本發明涉及基因編輯領域，具體涉及一種畢赤酵母基因編輯單一質粒及改進的基因編輯方法。根據本申請的技術方案，在構建基因編輯質粒時只需兩輪PCR和一次無縫重組即可完成基因編輯質粒的構建，第一輪PCR用于擴增左右同源序列、第二輪PCR用于將左右同源序列進行融合。在刪除基因時，只需轉入單一的基因編輯質粒即可。完成基因編輯后，將陽性轉化子接入含有鼠李糖的培養基中培養，通過鼠李糖誘導啟動子調控毒性蛋白MazF表達，即可快速消除細胞中質粒pPICC02及其衍生體；相對于現有的在無選擇壓力下多次傳代來消除質粒的策略，此法快速簡潔。基于本申請的基因編輯質粒的基因編輯方法可實現基因快速高效編輯，有很好的應用潛力。

技術領域

本發明涉及基因編輯領域，具體涉及一種畢赤酵母基因編輯單一質粒及改進的基因編輯方法。

背景技術

畢赤酵母是當前應用最廣泛的重組蛋白表達宿主之一，已有數千種重組蛋白得以成功表達。隨著合成生物學技術的發展，畢赤酵母亦逐漸被開發為合成小分子化合物的底盤細胞。在畢赤酵母中高效合成內源或異源化合物時，需要應用基因編輯技術重塑已有的代謝途徑或引入新的代謝途徑。然而，畢赤酵母細胞內的同源重組效率低下，通過同源重組途徑實現畢赤酵母基因精準編輯效率低下。CRISPR/Cas9系統中內切酶Cas9在gRNA指導下切割染色體的特定位點，在細胞內引入切割位點兩端的同源序列顯著提升了基因精準編輯效率。完成基因編輯之后，用于基因編輯的質粒通過無選擇壓力下傳代從細胞中消除。
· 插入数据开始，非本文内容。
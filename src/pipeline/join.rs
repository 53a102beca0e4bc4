//! Join and close stages: re-aggregate parts into per-asset completion.

use std::collections::{HashMap, HashSet};
use std::sync::Arc;

use futures_util::future::BoxFuture;
use futures_util::stream::{BoxStream, StreamExt};

use crate::error::Result;
use crate::events::TransferEvent;
use crate::types::asset::TransferAsset;
use crate::types::part::TransferPart;

use super::executor::{PipelineContext, PipelineStage};

/// Runs once all parts of an asset completed, before
/// `AfterJoinTransferParts` is emitted.
///
/// The direct-binary upload protocol uses this seam for its complete
/// call; a finalizer failure becomes the asset's first error and
/// suppresses the completion event.
pub trait AssetFinalizer: Send + Sync {
    /// Finalize a fully transferred asset.
    fn finalize<'a>(&'a self, asset: &'a TransferAsset) -> BoxFuture<'a, Result<()>>;
}

#[derive(Default)]
struct JoinState {
    /// Cumulative bytes and completed part count per in-progress asset,
    /// keyed by asset identity.
    progress: HashMap<usize, (u64, usize)>,
    /// Assets already yielded as terminal.
    terminal: HashSet<usize>,
}

fn asset_key(asset: &Arc<TransferAsset>) -> usize {
    Arc::as_ptr(asset) as usize
}

/// Consumes finished parts and yields each asset once it is terminal.
///
/// Successful parts advance the asset's cumulative byte count and emit
/// `JoinTransferParts`; the last one triggers the optional finalizer and
/// then `AfterJoinTransferParts`. Failed parts yield the asset
/// immediately, and completions arriving for an already-failed asset are
/// discarded without counting.
pub struct JoinStage {
    finalizer: Option<Arc<dyn AssetFinalizer>>,
}

impl JoinStage {
    /// Create a join stage, optionally finalizing each completed asset.
    pub fn new(finalizer: Option<Arc<dyn AssetFinalizer>>) -> Self {
        Self { finalizer }
    }

    async fn process(
        &self,
        state: &mut JoinState,
        ctx: &PipelineContext,
        part: TransferPart,
    ) -> Option<Arc<TransferAsset>> {
        let asset = Arc::clone(part.asset());
        let key = asset_key(&asset);

        if part.is_failed() {
            state.progress.remove(&key);
            if state.terminal.insert(key) {
                return Some(asset);
            }
            return None;
        }

        if asset.has_failed() || state.terminal.contains(&key) {
            // A completion that raced the asset's failure; discard it.
            return None;
        }

        let entry = state.progress.entry(key).or_insert((0, 0));
        entry.0 += part.range().len();
        entry.1 += 1;
        let transfer_bytes = entry.0;
        let completed = entry.1;
        ctx.controller.emit(TransferEvent::JoinTransferParts {
            asset: Arc::clone(&asset),
            transfer_bytes,
        });

        if completed < part.part_count() {
            return None;
        }
        state.progress.remove(&key);
        state.terminal.insert(key);

        if let Some(finalizer) = &self.finalizer {
            if let Err(error) = finalizer.finalize(&asset).await {
                tracing::warn!(
                    name = %asset.metadata().name,
                    error = %error,
                    "asset finalization failed"
                );
                let error = Arc::new(error);
                if asset.fail(Arc::clone(&error)) {
                    ctx.controller.emit(TransferEvent::Error {
                        asset: Arc::clone(&asset),
                        error,
                        first_error: true,
                    });
                }
                return Some(asset);
            }
        }

        ctx.controller.emit(TransferEvent::AfterJoinTransferParts {
            asset: Arc::clone(&asset),
        });
        Some(asset)
    }
}

impl PipelineStage for JoinStage {
    type In = TransferPart;
    type Out = Arc<TransferAsset>;

    fn execute(
        self: Arc<Self>,
        input: BoxStream<'static, Self::In>,
        ctx: PipelineContext,
    ) -> BoxStream<'static, Self::Out> {
        futures_util::stream::unfold(
            (input, JoinState::default(), self, ctx),
            |(mut input, mut state, stage, ctx)| async move {
                while let Some(part) = input.next().await {
                    if let Some(asset) = stage.process(&mut state, &ctx, part).await {
                        return Some((asset, (input, state, stage, ctx)));
                    }
                }
                None
            },
        )
        .boxed()
    }
}

/// Releases each terminal asset's file handle.
pub struct CloseStage;

impl PipelineStage for CloseStage {
    type In = Arc<TransferAsset>;
    type Out = Arc<TransferAsset>;

    fn execute(
        self: Arc<Self>,
        input: BoxStream<'static, Self::In>,
        ctx: PipelineContext,
    ) -> BoxStream<'static, Self::Out> {
        input
            .map(move |asset| {
                if let Some(path) = asset.local_path() {
                    ctx.files.close(path);
                }
                asset
            })
            .boxed()
    }
}
//! Shared random-access file handles with positional read/write.

use std::collections::HashMap;
use std::fs::{File, OpenOptions};
use std::path::{Path, PathBuf};
use std::sync::{Arc, Mutex, MutexGuard};

use bytes::Bytes;

use crate::error::{Result, TransferError};

#[cfg(unix)]
fn read_exact_at(file: &File, buf: &mut [u8], offset: u64) -> std::io::Result<()> {
    use std::os::unix::fs::FileExt;
    file.read_exact_at(buf, offset)
}

#[cfg(unix)]
fn write_all_at(file: &File, buf: &[u8], offset: u64) -> std::io::Result<()> {
    use std::os::unix::fs::FileExt;
    file.write_all_at(buf, offset)
}

#[cfg(windows)]
fn read_exact_at(file: &File, mut buf: &mut [u8], mut offset: u64) -> std::io::Result<()> {
    use std::os::windows::fs::FileExt;
    while !buf.is_empty() {
        let n = file.seek_read(buf, offset)?;
        if n == 0 {
            return Err(std::io::ErrorKind::UnexpectedEof.into());
        }
        buf = &mut buf[n..];
        offset += n as u64;
    }
    Ok(())
}

#[cfg(windows)]
fn write_all_at(file: &File, mut buf: &[u8], mut offset: u64) -> std::io::Result<()> {
    use std::os::windows::fs::FileExt;
    while !buf.is_empty() {
        let n = file.seek_write(buf, offset)?;
        buf = &buf[n..];
        offset += n as u64;
    }
    Ok(())
}

/// Registry of open local file handles shared by concurrent part transfers.
///
/// A handle is opened lazily on the first read or write of a path, at most
/// once per path for the lifetime of a run. All I/O is positional, so
/// concurrent operations against disjoint ranges of one handle are safe;
/// nothing is buffered beyond a single call.
///
/// Handles are reference-counted by outstanding operations: `close` drops
/// the registry's reference and in-flight operations finish against their
/// own clone.
#[derive(Debug, Default)]
pub struct RandomFileAccess {
    handles: Mutex<HashMap<PathBuf, Arc<File>>>,
}

impl RandomFileAccess {
    /// Create an empty registry.
    pub fn new() -> Self {
        Self::default()
    }

    fn lock(&self) -> MutexGuard<'_, HashMap<PathBuf, Arc<File>>> {
        self.handles
            .lock()
            .unwrap_or_else(|poisoned| poisoned.into_inner())
    }

    /// Fetch or lazily open the handle for `path`.
    ///
    /// Download targets need `for_write` (created if absent); upload
    /// sources are opened read-only.
    fn handle(&self, path: &Path, for_write: bool) -> Result<Arc<File>> {
        let mut handles = self.lock();
        if let Some(file) = handles.get(path) {
            return Ok(Arc::clone(file));
        }
        let file = if for_write {
            OpenOptions::new()
                .read(true)
                .write(true)
                .create(true)
                .truncate(false)
                .open(path)?
        } else {
            File::open(path)?
        };
        let file = Arc::new(file);
        handles.insert(path.to_path_buf(), Arc::clone(&file));
        Ok(file)
    }

    /// Read exactly `length` bytes at `offset` from `path`.
    ///
    /// Fails with an I/O error on a short read or OS error.
    pub async fn read(self: &Arc<Self>, path: &Path, offset: u64, length: usize) -> Result<Bytes> {
        let this = Arc::clone(self);
        let path = path.to_path_buf();
        tokio::task::spawn_blocking(move || {
            let file = this.handle(&path, false)?;
            let mut buf = vec![0u8; length];
            read_exact_at(&file, &mut buf, offset)?;
            Ok(Bytes::from(buf))
        })
        .await
        .map_err(|e| TransferError::Io(std::io::Error::other(e)))?
    }

    /// Write `bytes` at `offset` into `path`, creating the file if absent.
    pub async fn write_at(self: &Arc<Self>, path: &Path, offset: u64, bytes: Bytes) -> Result<()> {
        let this = Arc::clone(self);
        let path = path.to_path_buf();
        tokio::task::spawn_blocking(move || {
            let file = this.handle(&path, true)?;
            write_all_at(&file, &bytes, offset)?;
            Ok(())
        })
        .await
        .map_err(|e| TransferError::Io(std::io::Error::other(e)))?
    }

    /// Release the handle for `path`; idempotent.
    pub fn close(&self, path: &Path) {
        self.lock().remove(path);
    }

    /// Release every handle; called on pipeline teardown.
    pub fn close_all(&self) {
        self.lock().clear();
    }

    /// Number of handles currently open.
    pub fn open_count(&self) -> usize {
        self.lock().len()
    }
}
CRISPR/Cas12a系統作為另一套CRISPR/Cas系統，相對于CRISPR/Cas9系統，具有自主形成成熟的crRNA且crRNA長度較短的優勢，構建基因敲除質粒更簡便。基于CRISPR/Cas12a系統的基因編輯體系中存在兩個質粒，先將第一個質粒整合于畢赤酵母染色體上，從而構建表達蛋白Cas12a的畢赤酵母菌株，再導入表達gRNA的質粒和帶有待敲除基因兩側同源臂的PCR產物。整體來講，基因刪除過程較為繁瑣，周期亦較長；編碼內切酶Cas12a的基因 cas12a整合于染色體，在畢赤酵母染色體上留下痕跡，其在細胞內組成型表達有一定毒性的Cas12a，亦會潛在影響畢赤酵母生長或其它性能。此外，基因敲除質粒需要在無選擇壓力下緩慢消除，進一步延長了基因編輯效率。因而，建立簡化快速的畢赤酵母基因編輯系統有重要的現實需求。

發明內容

本發明的目的是提供一種用于畢赤酵母基因編輯單一質粒。

本發明的另一目的是提供一種改進的畢赤酵母基因編輯方法。

根據本發明的畢赤酵母基因編輯單一質粒，從轉錄復制起點至下游依次包括：基因編輯元件、質粒快速消除元件，其中，所述基因編輯元件包括在畢赤酵母細胞中穩定遺傳的自主復制序列、啟動crRNA和gRNA轉錄的啟動子、內切酶Cas12a表達盒、轉化子正向篩選的抗性標記（Zeocin）；所述質粒快速消除元件MazF依次包括鼠李糖誘導啟動子、MazF片段、終止子。

根據本發明的用于畢赤酵母基因編輯的質粒，所述內切酶Cas12a表達盒包括三磷酸甘油醛脫氫酶啟動子、蛋白Cas12a的編碼基因、基因 adh終止子。

根據本發明的畢赤酵母基因編輯方法，所述方法包括以下步驟：

擴增目的被編輯基因的左右同源序列；

將所述被編輯基因的左右同源序列與上述畢赤酵母基因編輯單一質粒融合；

將融合獲得的質粒轉入畢赤酵母，篩選獲得陽性轉化子；

將陽性轉化子接入含有鼠李糖的培養基中培養，通過鼠李糖誘導啟動子調控毒性蛋白MazF表達，消除細胞中的畢赤酵母基因編輯單一質粒。